Only one thing is required: the number of lines in the entries below that contain "Subtype".

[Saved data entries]
□ □ □ □ □ □ □

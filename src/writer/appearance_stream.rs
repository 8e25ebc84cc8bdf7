//! Form XObject that paints the appearance image.
//!
//! The form's bounding box is the image size in points. The annotation's
//! `/Rect` decides where (and at what scale) the viewer places it.

use crate::object::{Dictionary, Object, ObjectRef};

/// Resource name for an image XObject, derived from its object number.
///
/// ```
/// # use pdf_sigstamp::object::ObjectRef;
/// # use pdf_sigstamp::writer::image_resource_name;
/// assert_eq!(image_resource_name(ObjectRef::fresh(42)), "Im42");
/// ```
pub fn image_resource_name(image_ref: ObjectRef) -> String {
    format!("Im{}", image_ref.id)
}

/// Builder for the `/AP /N` form XObject of a visible signature.
#[derive(Debug, Clone, Copy)]
pub struct ImageAppearance {
    image_ref: ObjectRef,
    width: u32,
    height: u32,
}

impl ImageAppearance {
    /// Appearance painting `image_ref` at `width` x `height`.
    pub fn new(image_ref: ObjectRef, width: u32, height: u32) -> Self {
        Self {
            image_ref,
            width,
            height,
        }
    }

    /// Content stream: scale the unit square to the image and draw it.
    pub fn content(&self) -> Vec<u8> {
        format!(
            "q {} 0 0 {} 0 0 cm\n/{} Do\nQ\n",
            self.width,
            self.height,
            image_resource_name(self.image_ref)
        )
        .into_bytes()
    }

    /// Build the form XObject stream.
    pub fn to_xobject(&self) -> Object {
        let content = self.content();

        let mut xobjects = Dictionary::new();
        xobjects.insert(image_resource_name(self.image_ref), Object::Reference(self.image_ref));
        let mut resources = Dictionary::new();
        resources.insert("XObject".to_string(), Object::Dictionary(xobjects));

        let mut dict = Dictionary::new();
        dict.insert("Type".to_string(), Object::Name("XObject".to_string()));
        dict.insert("Subtype".to_string(), Object::Name("Form".to_string()));
        dict.insert(
            "BBox".to_string(),
            Object::Array(vec![
                Object::Integer(0),
                Object::Integer(0),
                Object::Integer(self.width as i64),
                Object::Integer(self.height as i64),
            ]),
        );
        dict.insert("Resources".to_string(), Object::Dictionary(resources));
        dict.insert("FormType".to_string(), Object::Integer(1));
        dict.insert("Length".to_string(), Object::Integer(content.len() as i64));

        Object::Stream {
            dict,
            data: bytes::Bytes::from(content),
        }
    }
}

#[cfg(test)]
mod tests {
    use super::*;
    use crate::writer::ObjectSerializer;

    #[test]
    fn test_content_uses_object_number() {
        let appearance = ImageAppearance::new(ObjectRef::fresh(42), 150, 60);
        assert_eq!(appearance.content(), b"q 150 0 0 60 0 0 cm\n/Im42 Do\nQ\n".to_vec());
    }

    #[test]
    fn test_form_xobject_serialization() {
        let appearance = ImageAppearance::new(ObjectRef::fresh(7), 20, 10);
        let text = ObjectSerializer::new().serialize_to_string(&appearance.to_xobject());

        assert!(text.starts_with("<<\n  /Type /XObject\n  /Subtype /Form\n  /BBox [0 0 20 10]\n"));
        assert!(text.contains("  /Resources << /XObject << /Im7 7 0 R >> >>\n"));
        assert!(text.contains("  /FormType 1\n  /Length 29\n>>\nstream\nq 20 0 0 10 0 0 cm\n/Im7 Do\nQ\n\nendstream"));
    }
}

□ □ □ □ □ □ □

● **RESPONSE**
2